(Records drawn from a dataset)
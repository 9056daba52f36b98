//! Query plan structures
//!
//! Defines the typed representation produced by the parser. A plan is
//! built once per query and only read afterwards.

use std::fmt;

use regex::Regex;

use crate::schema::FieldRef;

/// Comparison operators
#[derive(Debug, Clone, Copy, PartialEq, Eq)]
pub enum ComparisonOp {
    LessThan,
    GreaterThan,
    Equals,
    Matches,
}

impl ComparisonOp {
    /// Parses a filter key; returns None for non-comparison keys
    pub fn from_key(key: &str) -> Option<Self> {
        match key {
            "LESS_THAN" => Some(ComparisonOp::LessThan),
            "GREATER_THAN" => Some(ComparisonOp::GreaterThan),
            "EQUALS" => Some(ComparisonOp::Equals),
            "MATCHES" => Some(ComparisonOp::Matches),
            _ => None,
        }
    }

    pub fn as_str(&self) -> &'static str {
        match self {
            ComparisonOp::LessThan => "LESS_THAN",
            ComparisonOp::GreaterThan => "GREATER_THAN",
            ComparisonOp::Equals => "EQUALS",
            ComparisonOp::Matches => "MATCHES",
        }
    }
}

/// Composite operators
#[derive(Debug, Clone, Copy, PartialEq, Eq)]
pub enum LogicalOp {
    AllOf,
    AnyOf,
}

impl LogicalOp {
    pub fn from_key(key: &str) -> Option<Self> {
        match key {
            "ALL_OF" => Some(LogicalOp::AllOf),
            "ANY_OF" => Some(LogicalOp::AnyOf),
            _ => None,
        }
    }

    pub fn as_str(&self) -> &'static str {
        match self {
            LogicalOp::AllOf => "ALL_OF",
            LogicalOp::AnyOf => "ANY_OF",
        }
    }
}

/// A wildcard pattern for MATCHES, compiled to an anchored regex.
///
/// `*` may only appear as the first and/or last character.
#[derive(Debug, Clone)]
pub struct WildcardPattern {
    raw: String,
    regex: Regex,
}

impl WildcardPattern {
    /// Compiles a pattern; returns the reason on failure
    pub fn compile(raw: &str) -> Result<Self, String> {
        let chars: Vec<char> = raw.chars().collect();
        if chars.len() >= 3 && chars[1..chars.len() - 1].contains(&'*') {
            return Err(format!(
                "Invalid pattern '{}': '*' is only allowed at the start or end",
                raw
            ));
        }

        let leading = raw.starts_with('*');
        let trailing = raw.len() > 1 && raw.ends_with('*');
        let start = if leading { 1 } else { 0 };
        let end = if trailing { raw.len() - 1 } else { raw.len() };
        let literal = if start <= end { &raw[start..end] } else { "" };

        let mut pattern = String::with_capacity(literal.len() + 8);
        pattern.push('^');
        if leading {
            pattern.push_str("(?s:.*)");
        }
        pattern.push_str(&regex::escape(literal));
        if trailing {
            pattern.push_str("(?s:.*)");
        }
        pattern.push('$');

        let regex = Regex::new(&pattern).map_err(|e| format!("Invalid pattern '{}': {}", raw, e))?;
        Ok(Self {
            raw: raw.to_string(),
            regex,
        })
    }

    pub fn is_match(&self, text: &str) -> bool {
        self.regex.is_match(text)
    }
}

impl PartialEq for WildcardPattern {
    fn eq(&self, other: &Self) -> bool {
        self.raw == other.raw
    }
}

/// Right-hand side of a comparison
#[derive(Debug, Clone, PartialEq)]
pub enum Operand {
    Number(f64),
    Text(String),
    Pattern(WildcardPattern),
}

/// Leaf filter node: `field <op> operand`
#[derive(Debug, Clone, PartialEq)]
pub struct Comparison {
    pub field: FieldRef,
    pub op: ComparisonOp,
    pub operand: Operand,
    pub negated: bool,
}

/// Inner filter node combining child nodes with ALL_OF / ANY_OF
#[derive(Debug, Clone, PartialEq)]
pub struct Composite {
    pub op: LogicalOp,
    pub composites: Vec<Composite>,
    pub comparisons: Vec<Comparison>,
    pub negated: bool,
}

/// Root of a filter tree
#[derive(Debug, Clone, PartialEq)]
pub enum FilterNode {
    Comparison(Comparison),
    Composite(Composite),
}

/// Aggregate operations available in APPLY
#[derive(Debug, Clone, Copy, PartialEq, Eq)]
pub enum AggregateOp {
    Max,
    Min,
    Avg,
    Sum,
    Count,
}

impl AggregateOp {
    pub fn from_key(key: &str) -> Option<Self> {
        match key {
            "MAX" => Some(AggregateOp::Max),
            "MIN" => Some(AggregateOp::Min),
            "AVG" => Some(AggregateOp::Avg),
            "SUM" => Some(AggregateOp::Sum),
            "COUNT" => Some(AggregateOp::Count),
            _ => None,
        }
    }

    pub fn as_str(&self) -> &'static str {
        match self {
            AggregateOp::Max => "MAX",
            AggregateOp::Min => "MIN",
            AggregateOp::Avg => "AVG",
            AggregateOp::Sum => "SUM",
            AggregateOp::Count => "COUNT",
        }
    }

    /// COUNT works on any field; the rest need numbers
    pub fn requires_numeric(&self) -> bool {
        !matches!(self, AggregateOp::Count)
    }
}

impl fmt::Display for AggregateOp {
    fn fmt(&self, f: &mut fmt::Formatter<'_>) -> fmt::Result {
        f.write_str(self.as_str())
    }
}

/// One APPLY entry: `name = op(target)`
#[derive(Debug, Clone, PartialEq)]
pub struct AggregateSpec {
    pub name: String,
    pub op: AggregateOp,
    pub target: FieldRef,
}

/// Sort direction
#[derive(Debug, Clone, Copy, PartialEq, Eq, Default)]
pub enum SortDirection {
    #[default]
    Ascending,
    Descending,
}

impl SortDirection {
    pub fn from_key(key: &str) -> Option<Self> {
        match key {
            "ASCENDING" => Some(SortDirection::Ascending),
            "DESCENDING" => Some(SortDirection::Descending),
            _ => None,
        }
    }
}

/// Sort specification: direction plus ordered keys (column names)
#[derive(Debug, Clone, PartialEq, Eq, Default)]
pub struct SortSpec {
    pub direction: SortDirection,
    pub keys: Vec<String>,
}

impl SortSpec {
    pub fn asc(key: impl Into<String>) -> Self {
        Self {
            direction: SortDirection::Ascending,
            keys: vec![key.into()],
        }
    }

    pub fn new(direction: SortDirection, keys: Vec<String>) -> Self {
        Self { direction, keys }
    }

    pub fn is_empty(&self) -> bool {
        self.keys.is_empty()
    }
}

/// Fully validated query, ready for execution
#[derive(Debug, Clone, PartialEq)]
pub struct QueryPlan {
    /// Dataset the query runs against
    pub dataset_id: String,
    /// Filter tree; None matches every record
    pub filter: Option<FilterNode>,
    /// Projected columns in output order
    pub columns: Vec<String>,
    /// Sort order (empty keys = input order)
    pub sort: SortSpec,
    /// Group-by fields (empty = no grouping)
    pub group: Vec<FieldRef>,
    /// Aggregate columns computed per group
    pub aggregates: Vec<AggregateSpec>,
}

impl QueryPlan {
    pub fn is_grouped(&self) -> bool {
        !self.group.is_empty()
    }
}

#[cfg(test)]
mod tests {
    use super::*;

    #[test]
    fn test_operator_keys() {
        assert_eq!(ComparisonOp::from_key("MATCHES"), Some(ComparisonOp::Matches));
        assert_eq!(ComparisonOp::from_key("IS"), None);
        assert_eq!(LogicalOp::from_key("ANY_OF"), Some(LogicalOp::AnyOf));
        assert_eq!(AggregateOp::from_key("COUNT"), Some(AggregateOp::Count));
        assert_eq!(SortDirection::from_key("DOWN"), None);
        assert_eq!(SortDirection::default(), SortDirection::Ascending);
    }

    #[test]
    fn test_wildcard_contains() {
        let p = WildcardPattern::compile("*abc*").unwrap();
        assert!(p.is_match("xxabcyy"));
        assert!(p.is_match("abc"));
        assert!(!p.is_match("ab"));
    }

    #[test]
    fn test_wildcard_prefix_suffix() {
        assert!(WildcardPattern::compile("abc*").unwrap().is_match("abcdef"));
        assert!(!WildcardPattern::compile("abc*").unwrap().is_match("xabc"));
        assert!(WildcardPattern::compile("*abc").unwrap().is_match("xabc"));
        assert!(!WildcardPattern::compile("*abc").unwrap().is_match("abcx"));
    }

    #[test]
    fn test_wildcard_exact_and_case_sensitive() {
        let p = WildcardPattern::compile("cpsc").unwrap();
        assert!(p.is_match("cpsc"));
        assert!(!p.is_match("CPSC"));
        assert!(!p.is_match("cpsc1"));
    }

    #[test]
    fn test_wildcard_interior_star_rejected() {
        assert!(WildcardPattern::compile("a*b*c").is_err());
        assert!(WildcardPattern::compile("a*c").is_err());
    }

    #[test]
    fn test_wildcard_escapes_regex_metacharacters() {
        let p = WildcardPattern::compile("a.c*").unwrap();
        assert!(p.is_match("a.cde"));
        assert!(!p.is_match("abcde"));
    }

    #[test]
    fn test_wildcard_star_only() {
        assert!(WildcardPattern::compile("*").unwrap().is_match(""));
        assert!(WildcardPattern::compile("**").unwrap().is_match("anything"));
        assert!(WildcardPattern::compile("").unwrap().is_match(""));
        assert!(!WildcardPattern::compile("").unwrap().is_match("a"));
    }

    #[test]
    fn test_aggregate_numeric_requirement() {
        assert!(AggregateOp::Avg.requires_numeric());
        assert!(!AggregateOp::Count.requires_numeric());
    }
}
---
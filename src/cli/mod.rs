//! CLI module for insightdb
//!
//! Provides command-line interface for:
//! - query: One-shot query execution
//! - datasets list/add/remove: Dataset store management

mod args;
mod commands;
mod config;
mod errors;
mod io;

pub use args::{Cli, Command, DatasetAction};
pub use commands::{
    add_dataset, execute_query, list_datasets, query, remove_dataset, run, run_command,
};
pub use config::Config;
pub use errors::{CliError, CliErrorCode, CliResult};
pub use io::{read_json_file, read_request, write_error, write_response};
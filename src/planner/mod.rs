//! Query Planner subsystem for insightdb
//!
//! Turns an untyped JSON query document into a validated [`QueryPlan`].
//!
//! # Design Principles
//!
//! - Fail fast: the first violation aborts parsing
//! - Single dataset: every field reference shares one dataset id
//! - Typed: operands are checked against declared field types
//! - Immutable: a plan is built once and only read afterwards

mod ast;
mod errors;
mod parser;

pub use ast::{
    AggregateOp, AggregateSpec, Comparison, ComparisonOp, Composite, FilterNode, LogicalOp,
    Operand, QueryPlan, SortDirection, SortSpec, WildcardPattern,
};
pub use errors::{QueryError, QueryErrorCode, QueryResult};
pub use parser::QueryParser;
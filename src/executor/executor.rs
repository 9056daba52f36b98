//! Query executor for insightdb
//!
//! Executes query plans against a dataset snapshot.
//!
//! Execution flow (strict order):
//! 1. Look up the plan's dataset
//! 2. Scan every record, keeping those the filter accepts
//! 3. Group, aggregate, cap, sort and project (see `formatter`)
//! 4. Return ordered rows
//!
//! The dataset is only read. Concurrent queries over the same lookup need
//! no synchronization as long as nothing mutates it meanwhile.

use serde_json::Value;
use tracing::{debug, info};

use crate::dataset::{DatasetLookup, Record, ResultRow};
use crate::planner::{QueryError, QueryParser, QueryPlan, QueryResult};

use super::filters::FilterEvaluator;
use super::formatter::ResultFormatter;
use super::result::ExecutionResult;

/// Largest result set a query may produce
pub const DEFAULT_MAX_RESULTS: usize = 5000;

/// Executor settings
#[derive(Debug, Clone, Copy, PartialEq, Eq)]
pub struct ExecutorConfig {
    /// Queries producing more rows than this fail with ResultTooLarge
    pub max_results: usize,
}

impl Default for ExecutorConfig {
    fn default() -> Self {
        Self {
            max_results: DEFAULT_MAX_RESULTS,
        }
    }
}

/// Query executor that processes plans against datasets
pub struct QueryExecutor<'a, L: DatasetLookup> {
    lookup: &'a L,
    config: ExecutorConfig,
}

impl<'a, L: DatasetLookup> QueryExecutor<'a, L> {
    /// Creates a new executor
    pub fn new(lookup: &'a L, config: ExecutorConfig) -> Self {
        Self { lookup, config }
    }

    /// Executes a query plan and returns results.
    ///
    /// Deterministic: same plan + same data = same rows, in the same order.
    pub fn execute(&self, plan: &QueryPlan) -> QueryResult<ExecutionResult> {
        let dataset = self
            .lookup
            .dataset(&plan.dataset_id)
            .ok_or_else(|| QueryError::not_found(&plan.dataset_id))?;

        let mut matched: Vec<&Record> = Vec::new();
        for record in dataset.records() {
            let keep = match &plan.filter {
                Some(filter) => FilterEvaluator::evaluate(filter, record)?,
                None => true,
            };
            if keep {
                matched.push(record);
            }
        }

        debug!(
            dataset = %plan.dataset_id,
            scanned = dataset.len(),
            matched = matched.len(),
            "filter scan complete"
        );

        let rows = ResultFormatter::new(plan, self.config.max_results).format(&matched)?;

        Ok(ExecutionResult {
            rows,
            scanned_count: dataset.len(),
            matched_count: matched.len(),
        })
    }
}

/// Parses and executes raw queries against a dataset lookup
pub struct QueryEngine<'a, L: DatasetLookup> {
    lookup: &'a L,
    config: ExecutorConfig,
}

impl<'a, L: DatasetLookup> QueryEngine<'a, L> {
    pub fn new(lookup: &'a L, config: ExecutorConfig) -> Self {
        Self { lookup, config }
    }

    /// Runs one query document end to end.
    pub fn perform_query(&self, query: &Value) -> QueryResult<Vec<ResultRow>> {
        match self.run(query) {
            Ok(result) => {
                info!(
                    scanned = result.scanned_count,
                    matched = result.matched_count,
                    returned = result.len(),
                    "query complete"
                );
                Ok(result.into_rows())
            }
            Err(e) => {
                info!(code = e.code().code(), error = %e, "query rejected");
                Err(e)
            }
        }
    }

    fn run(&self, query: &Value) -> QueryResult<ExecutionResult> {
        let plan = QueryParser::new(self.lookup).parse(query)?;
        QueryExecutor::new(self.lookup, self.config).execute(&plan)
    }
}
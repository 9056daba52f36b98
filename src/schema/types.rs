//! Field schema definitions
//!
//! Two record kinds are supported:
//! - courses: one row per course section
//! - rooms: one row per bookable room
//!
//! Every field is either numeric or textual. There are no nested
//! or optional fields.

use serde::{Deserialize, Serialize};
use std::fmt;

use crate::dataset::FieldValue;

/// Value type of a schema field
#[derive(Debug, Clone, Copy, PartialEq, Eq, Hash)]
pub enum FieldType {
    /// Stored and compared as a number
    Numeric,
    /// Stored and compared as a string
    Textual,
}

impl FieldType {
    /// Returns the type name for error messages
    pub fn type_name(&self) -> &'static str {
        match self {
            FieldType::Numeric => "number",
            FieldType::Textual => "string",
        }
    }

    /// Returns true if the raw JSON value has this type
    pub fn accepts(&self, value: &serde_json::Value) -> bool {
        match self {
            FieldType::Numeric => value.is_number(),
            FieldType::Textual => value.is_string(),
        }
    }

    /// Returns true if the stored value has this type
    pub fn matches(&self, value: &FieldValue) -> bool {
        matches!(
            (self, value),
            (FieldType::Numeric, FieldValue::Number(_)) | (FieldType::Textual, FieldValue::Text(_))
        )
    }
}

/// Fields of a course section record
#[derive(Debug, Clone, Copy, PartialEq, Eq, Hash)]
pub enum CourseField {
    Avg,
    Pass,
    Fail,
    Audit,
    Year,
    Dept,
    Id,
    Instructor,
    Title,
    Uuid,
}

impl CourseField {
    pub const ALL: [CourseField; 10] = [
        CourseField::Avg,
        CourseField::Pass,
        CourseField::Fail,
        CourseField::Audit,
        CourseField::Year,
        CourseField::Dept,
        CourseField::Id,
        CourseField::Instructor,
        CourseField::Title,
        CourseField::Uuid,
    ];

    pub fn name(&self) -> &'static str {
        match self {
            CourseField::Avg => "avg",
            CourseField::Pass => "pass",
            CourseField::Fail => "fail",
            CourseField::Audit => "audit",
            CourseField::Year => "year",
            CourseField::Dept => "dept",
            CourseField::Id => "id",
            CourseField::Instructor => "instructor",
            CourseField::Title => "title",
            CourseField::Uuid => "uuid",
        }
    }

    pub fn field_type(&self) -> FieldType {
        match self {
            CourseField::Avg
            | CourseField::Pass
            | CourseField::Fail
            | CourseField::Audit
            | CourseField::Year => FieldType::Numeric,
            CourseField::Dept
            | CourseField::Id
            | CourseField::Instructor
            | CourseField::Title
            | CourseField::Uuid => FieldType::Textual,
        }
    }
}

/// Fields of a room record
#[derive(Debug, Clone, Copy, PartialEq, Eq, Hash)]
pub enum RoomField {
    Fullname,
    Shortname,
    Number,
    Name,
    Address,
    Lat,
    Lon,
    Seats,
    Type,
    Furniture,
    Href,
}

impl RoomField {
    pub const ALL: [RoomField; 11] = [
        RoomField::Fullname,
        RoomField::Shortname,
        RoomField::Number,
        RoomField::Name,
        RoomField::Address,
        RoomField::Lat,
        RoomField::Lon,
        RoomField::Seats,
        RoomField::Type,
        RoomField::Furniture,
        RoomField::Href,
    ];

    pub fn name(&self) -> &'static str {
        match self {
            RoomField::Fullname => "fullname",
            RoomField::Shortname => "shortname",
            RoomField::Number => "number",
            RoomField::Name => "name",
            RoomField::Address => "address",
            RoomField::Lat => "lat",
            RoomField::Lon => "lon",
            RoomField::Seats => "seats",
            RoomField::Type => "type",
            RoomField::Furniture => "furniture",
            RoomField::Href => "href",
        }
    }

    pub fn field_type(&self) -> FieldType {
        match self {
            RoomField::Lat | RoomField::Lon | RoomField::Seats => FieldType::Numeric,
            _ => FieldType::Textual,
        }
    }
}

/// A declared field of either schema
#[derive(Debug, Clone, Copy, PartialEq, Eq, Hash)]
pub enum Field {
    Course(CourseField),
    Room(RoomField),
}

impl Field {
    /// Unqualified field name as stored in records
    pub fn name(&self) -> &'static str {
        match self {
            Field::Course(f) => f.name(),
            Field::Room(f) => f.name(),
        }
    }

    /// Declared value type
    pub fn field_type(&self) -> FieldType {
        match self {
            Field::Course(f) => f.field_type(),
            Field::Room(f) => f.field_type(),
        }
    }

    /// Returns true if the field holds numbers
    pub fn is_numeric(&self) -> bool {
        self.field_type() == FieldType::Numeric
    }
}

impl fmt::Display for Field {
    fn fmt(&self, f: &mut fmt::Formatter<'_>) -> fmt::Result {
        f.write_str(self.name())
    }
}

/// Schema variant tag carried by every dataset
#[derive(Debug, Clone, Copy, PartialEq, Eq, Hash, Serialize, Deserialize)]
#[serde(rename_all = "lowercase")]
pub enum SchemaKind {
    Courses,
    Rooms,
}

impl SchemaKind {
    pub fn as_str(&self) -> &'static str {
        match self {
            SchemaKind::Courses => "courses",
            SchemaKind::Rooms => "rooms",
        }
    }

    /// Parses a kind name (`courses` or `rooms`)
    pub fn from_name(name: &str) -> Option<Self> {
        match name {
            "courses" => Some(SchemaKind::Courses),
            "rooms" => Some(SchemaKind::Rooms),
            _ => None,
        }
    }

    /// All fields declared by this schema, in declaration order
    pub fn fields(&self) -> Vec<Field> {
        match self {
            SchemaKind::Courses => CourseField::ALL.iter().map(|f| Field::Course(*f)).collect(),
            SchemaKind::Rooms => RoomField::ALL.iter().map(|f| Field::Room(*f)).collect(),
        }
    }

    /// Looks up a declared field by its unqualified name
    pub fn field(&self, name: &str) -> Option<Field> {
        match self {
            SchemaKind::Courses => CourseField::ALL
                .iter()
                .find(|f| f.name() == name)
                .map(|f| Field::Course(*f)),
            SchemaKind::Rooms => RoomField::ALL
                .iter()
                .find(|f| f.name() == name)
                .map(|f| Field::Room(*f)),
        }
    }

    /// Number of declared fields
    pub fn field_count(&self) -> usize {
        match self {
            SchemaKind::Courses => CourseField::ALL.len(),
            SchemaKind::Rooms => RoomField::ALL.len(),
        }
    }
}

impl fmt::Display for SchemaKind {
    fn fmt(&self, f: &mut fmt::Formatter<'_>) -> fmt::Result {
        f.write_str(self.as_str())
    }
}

TASK STATEMENT:
Pull out all lines from the entries above in which the word "info" appears.

ANSWER TO THIS TASK:
use tracing::{debug, info};
                info!(
                info!(code = e.code().code(), error = %e, "query rejected");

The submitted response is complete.